Exercise description:
Copy exactly, please, each line of the data below until the line that contains "use std::path::Path;" has been copied, beginning at the top.

Entries shown:
- - -

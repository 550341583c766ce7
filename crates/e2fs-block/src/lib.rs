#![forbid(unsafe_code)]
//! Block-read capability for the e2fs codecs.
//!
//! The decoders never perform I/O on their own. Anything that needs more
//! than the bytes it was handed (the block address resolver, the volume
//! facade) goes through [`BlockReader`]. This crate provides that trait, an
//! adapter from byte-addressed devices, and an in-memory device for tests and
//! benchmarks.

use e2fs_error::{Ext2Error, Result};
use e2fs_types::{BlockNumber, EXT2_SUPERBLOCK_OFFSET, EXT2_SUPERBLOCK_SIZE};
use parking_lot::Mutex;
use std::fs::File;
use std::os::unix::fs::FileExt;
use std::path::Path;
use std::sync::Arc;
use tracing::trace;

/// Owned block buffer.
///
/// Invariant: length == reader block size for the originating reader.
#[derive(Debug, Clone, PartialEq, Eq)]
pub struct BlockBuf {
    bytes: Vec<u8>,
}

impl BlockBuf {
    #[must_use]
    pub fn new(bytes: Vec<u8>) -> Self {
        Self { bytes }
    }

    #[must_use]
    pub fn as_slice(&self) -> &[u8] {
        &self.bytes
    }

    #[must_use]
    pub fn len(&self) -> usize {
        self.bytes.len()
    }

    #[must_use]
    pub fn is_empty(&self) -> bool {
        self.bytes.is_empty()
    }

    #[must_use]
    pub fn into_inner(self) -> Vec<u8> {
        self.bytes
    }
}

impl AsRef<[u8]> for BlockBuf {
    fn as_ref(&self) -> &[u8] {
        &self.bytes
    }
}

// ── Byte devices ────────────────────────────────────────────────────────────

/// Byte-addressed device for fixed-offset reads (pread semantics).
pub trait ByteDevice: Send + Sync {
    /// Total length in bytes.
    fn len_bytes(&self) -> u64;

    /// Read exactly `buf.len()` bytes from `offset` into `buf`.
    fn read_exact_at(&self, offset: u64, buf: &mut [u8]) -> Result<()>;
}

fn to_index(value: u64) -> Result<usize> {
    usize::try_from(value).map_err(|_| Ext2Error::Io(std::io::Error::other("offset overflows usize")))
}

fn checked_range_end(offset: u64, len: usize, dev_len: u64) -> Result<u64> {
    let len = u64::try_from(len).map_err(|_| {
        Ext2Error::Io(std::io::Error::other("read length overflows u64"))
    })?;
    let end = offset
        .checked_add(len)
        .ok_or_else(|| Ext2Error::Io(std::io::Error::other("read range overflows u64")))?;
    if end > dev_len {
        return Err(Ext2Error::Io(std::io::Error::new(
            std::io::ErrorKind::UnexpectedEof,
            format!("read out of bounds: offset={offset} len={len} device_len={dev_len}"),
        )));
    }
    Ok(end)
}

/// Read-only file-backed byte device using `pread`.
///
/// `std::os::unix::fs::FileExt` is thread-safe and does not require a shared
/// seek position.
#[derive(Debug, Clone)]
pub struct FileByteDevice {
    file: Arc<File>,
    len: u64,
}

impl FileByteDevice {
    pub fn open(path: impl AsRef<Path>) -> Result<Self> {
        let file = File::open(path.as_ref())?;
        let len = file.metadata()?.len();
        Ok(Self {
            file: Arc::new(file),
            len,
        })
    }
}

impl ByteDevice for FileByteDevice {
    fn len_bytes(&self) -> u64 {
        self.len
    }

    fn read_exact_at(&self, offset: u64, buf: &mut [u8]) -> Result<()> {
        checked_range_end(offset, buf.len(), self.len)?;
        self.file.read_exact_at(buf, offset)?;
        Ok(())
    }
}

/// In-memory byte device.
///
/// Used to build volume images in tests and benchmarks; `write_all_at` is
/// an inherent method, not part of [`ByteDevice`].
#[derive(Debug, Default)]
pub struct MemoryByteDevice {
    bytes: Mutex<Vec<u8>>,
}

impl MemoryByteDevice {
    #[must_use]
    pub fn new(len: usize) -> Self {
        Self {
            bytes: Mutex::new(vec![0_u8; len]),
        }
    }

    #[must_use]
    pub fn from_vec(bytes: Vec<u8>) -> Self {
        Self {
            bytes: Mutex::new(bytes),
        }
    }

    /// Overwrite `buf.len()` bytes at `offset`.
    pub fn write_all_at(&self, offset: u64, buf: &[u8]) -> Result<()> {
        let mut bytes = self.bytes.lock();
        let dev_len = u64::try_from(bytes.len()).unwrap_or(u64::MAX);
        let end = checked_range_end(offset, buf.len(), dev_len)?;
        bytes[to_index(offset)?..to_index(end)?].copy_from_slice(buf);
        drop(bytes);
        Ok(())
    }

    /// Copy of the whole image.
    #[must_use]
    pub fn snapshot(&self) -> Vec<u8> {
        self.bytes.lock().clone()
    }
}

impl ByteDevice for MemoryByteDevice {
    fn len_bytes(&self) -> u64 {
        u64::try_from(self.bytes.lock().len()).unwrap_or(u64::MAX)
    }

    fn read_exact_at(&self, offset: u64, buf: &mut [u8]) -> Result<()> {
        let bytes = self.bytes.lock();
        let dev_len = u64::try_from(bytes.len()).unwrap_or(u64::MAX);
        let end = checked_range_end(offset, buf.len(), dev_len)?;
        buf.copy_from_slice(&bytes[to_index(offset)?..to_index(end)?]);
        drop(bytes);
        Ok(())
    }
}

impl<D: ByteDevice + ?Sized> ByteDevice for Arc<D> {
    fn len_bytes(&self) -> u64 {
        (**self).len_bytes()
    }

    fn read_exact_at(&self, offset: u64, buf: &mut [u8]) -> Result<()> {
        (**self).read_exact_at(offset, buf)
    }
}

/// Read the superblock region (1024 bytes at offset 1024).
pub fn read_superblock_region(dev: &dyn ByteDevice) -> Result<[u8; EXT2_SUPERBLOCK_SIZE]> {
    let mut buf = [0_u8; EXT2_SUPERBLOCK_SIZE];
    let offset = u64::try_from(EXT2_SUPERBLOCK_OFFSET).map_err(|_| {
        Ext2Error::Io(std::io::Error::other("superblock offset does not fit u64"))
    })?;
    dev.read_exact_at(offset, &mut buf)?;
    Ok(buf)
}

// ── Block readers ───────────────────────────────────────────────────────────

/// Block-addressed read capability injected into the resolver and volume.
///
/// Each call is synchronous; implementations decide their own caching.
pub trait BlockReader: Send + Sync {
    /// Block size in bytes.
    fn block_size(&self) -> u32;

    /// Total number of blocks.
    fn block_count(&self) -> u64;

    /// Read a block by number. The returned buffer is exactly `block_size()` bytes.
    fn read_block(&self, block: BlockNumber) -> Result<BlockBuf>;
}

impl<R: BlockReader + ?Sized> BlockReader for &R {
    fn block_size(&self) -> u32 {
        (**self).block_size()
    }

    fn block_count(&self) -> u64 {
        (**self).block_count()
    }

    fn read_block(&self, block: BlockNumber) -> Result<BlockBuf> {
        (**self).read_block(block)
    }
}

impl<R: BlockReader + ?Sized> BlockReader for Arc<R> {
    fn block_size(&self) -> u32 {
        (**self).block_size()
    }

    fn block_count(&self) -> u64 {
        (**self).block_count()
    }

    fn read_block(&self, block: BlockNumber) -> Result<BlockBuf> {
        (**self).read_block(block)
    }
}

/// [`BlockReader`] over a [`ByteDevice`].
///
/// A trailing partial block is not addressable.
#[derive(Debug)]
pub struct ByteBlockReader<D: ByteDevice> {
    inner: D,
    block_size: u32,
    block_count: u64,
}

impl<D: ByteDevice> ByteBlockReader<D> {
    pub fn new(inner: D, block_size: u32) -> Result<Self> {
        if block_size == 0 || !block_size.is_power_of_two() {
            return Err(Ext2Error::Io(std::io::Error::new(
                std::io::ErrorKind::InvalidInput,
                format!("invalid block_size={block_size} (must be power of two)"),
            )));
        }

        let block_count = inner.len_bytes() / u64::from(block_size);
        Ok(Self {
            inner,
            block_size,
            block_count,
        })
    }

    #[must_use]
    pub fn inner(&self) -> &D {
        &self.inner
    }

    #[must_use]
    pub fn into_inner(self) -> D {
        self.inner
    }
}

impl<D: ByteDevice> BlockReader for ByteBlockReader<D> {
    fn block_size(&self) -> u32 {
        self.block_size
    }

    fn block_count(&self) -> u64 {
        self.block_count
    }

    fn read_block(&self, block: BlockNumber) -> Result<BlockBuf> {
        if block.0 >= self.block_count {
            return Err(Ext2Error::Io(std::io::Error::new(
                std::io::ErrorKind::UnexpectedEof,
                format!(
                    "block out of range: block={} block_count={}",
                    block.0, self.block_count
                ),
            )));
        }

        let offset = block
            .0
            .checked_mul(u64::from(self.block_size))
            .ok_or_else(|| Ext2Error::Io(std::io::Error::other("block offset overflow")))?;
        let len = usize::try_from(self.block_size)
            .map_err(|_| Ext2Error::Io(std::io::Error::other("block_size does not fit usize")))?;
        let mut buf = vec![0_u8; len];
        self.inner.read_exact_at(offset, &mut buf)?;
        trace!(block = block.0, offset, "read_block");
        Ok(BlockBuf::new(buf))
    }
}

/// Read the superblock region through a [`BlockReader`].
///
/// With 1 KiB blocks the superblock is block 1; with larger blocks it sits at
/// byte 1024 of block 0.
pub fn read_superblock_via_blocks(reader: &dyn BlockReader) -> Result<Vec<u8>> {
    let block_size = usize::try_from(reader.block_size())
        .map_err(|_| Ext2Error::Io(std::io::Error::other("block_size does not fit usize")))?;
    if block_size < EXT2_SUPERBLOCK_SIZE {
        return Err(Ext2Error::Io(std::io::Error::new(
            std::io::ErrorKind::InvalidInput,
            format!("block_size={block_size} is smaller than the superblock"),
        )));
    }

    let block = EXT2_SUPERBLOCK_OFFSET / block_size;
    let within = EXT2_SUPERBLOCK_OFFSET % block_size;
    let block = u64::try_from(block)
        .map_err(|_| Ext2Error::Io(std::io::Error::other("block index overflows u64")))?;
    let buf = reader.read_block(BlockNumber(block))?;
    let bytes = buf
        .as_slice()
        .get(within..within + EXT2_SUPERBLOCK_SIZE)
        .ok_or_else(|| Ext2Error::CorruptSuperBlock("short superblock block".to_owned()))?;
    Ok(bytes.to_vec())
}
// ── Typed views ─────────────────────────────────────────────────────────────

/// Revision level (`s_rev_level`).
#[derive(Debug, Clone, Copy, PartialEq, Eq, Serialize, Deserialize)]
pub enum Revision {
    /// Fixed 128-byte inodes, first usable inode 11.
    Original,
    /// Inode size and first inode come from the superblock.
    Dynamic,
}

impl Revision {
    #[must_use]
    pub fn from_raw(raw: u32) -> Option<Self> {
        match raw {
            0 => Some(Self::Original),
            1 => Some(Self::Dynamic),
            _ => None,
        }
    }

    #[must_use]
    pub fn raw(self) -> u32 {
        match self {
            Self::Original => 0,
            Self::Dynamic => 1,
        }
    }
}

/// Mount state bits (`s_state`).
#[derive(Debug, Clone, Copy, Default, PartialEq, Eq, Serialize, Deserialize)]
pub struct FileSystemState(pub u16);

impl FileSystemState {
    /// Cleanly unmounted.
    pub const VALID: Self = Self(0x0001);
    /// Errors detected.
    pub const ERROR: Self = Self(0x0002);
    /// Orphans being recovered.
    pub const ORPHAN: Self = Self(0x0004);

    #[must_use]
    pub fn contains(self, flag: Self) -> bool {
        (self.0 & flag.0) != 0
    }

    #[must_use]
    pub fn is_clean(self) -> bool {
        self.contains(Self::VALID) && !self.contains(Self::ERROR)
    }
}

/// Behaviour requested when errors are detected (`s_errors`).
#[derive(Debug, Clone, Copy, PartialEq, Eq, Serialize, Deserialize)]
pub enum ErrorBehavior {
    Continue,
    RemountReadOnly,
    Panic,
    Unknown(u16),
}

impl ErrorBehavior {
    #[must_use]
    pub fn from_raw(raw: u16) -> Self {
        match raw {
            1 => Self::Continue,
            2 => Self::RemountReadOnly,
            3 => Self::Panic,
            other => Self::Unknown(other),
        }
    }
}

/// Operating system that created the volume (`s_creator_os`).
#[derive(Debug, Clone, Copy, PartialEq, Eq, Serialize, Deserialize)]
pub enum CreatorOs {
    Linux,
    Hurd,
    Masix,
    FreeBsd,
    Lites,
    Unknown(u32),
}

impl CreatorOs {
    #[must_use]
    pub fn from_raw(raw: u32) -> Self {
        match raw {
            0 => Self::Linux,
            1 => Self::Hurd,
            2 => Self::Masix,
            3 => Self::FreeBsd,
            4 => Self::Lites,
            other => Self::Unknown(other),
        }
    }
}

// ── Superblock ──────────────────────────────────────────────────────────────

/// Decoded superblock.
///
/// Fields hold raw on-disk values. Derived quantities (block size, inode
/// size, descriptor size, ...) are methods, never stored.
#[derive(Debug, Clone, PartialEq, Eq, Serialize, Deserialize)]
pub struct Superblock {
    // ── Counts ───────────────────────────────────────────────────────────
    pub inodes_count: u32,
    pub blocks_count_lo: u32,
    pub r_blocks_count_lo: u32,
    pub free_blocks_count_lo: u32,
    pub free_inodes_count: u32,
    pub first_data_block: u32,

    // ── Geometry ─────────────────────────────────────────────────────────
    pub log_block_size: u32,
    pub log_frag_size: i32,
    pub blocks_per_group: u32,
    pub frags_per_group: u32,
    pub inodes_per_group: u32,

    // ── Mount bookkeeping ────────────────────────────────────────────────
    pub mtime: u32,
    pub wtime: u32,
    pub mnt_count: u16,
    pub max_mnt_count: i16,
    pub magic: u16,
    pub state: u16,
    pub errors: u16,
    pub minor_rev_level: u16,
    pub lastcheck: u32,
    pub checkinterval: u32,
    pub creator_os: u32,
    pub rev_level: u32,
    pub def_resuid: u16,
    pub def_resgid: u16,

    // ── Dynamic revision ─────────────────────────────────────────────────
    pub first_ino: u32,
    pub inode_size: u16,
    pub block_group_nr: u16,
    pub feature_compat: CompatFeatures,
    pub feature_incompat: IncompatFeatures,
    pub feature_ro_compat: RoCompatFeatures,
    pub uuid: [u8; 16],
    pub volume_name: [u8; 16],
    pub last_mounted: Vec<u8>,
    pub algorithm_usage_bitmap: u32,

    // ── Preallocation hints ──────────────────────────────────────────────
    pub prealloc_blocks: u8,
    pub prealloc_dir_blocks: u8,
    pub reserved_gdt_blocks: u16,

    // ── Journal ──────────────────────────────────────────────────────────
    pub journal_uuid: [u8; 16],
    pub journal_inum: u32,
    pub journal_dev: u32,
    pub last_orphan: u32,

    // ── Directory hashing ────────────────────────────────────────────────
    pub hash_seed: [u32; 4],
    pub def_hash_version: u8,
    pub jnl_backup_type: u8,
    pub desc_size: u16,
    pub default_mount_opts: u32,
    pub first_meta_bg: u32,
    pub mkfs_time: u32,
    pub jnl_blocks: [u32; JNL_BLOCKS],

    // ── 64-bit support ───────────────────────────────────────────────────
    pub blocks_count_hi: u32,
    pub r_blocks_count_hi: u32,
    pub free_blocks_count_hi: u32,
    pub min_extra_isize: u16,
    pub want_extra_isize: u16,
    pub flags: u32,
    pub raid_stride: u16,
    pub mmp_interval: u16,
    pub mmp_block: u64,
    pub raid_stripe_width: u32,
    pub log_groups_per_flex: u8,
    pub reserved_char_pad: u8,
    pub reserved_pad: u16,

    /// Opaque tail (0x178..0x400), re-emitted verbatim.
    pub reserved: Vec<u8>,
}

- - -

Answer below:
repository 550341583c766ce7
filename crates/e2fs-block/src/lib.rs
#![forbid(unsafe_code)]
//! Block-read capability for the e2fs codecs.
//!
//! The decoders never perform I/O on their own. Anything that needs more
//! than the bytes it was handed (the block address resolver, the volume
//! facade) goes through [`BlockReader`]. This crate provides that trait, an
//! adapter from byte-addressed devices, and an in-memory device for tests and
//! benchmarks.

use e2fs_error::{Ext2Error, Result};
use e2fs_types::{BlockNumber, EXT2_SUPERBLOCK_OFFSET, EXT2_SUPERBLOCK_SIZE};
use parking_lot::Mutex;
use std::fs::File;
use std::os::unix::fs::FileExt;
use std::path::Path;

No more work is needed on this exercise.